Every line of the data below that holds the string "ToggleOutcome" needs to be reported.
-=-=-=-=-
//! Engagement aggregation and the optimistic reaction controller.

use serde::Serialize;
use uuid::Uuid;

use crate::error::FeedError;
use crate::store::Store;
use crate::view::{circle_set, FeedView};
use crate::visibility::is_visible;
use echo_types::models::{Entry, ReactionKind, Viewer};

/// One entry as a viewer sees it: the row itself plus aggregate counts and
/// the viewer's own reaction flag.
#[derive(Debug, Clone, Serialize)]
pub struct EntryCard {
    #[serde(flatten)]
    pub entry: Entry,
    pub reaction_count: i64,
    pub reply_count: i64,
    /// Always false for anonymous viewers.
    pub viewer_reacted: bool,
}

/// Result of a settled reaction toggle, reflecting local view state.
#[derive(Debug, Clone, Copy, Serialize)]
pub struct ToggleOutcome {
    pub reacted: bool,
    pub reaction_count: i64,
}

/// Merge raw entries with engagement counts and the viewer's reaction flag.
/// Exactly two store round trips per page (one for the counts, one for the
/// viewer lookup), independent of page size.
pub async fn enrich(
    store: &dyn Store,
    entries: Vec<Entry>,
    viewer: &Viewer,
) -> Result<Vec<EntryCard>, FeedError> {
    if entries.is_empty() {
        return Ok(Vec::new());
    }

    let ids: Vec<Uuid> = entries.iter().map(|e| e.id).collect();
    let counts = store.engagement_counts(&ids).await?;

    let reacted = match viewer.user_id() {
        Some(user_id) => store.reacted_by(&ids, user_id).await?,
        None => Default::default(),
    };

    Ok(entries
        .into_iter()
        .map(|entry| {
            let c = counts.get(&entry.id).copied().unwrap_or_default();
            let viewer_reacted = reacted.contains(&entry.id);
            EntryCard {
                entry,
                reaction_count: c.reactions,
                reply_count: c.replies,
                viewer_reacted,
            }
        })
        .collect())
}

/// Fetch one entry as a card, visibility-checked for `viewer`. `Ok(None)`
/// means gone *or* not visible — callers cannot distinguish the two, which
/// is the point.
pub async fn entry_card(
    store: &dyn Store,
    entry_id: Uuid,
    viewer: &Viewer,
) -> Result<Option<EntryCard>, FeedError> {
    let Some(entry) = store.fetch_entry(entry_id).await? else {
        return Ok(None);
    };

    let rows = std::slice::from_ref(&entry);
    let circles = circle_set(store, rows, viewer).await?;
    if !is_visible(&entry, viewer, &circles) {
        return Ok(None);
    }

    let cards = enrich(store, vec![entry], viewer).await?;
    Ok(cards.into_iter().next())
}

/// Toggle the viewer's reaction on an entry in the current view.
///
/// The local flip is applied *before* the store call so the user never
/// waits on the round trip. The store's UNIQUE(entry, user) constraint is
/// authoritative; on any store failure the optimistic delta is discarded
/// and the card is reconciled by re-reading its aggregate state, never by
/// inverse-patching (the flip may have silently succeeded server-side).
pub async fn toggle_reaction(
    store: &dyn Store,
    view: &mut FeedView,
    entry_id: Uuid,
    kind: ReactionKind,
) -> Result<ToggleOutcome, FeedError> {
    let viewer = *view.viewer();
    let user_id = viewer.user_id().ok_or(FeedError::Unauthenticated)?;

    // Stale IDs from a superseded view are not actionable.
    let card = view.card_mut(entry_id).ok_or(FeedError::NotFound)?;

    let reacting = !card.viewer_reacted;
    card.viewer_reacted = reacting;
    card.reaction_count += if reacting { 1 } else { -1 };
    let outcome = ToggleOutcome {
        reacted: reacting,
        reaction_count: card.reaction_count,
    };

    let result = if reacting {
        store.insert_reaction(entry_id, user_id, kind).await
    } else {
        store.remove_reaction(entry_id, user_id).await
    };

    match result {
        Ok(()) => Ok(outcome),
        // Duplicate insert: the reaction is already there, so the toggle is
        // idempotent success. Refetch to converge on the authoritative row.
        Err(FeedError::Conflict) => {
            reconcile(store, view, entry_id, &viewer).await?;
            Ok(settled_outcome(view, entry_id, outcome))
        }
        Err(e) => {
            reconcile(store, view, entry_id, &viewer).await?;
            Err(e)
        }
    }
}

/// Replace the local guess for one entry with a fresh read. A fresh read
/// always supersedes optimistic state; an entry that no longer exists (or
/// is no longer visible) is dropped from the view.
async fn reconcile(
    store: &dyn Store,
    view: &mut FeedView,
    entry_id: Uuid,
    viewer: &Viewer,
) -> Result<(), FeedError> {
    match entry_card(store, entry_id, viewer).await? {
        Some(card) => view.replace_card(entry_id, card),
        None => view.remove_card(entry_id),
    }
    Ok(())
}

fn settled_outcome(view: &FeedView, entry_id: Uuid, fallback: ToggleOutcome) -> ToggleOutcome {
    match view.card(entry_id) {
        Some(card) => ToggleOutcome {
            reacted: card.viewer_reacted,
            reaction_count: card.reaction_count,
        },
        None => fallback,
    }
}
-=-=-=-=-
### Final answer
pub struct ToggleOutcome {
) -> Result<ToggleOutcome, FeedError> {
    let outcome = ToggleOutcome {
fn settled_outcome(view: &FeedView, entry_id: Uuid, fallback: ToggleOutcome) -> ToggleOutcome {
        Some(card) => ToggleOutcome {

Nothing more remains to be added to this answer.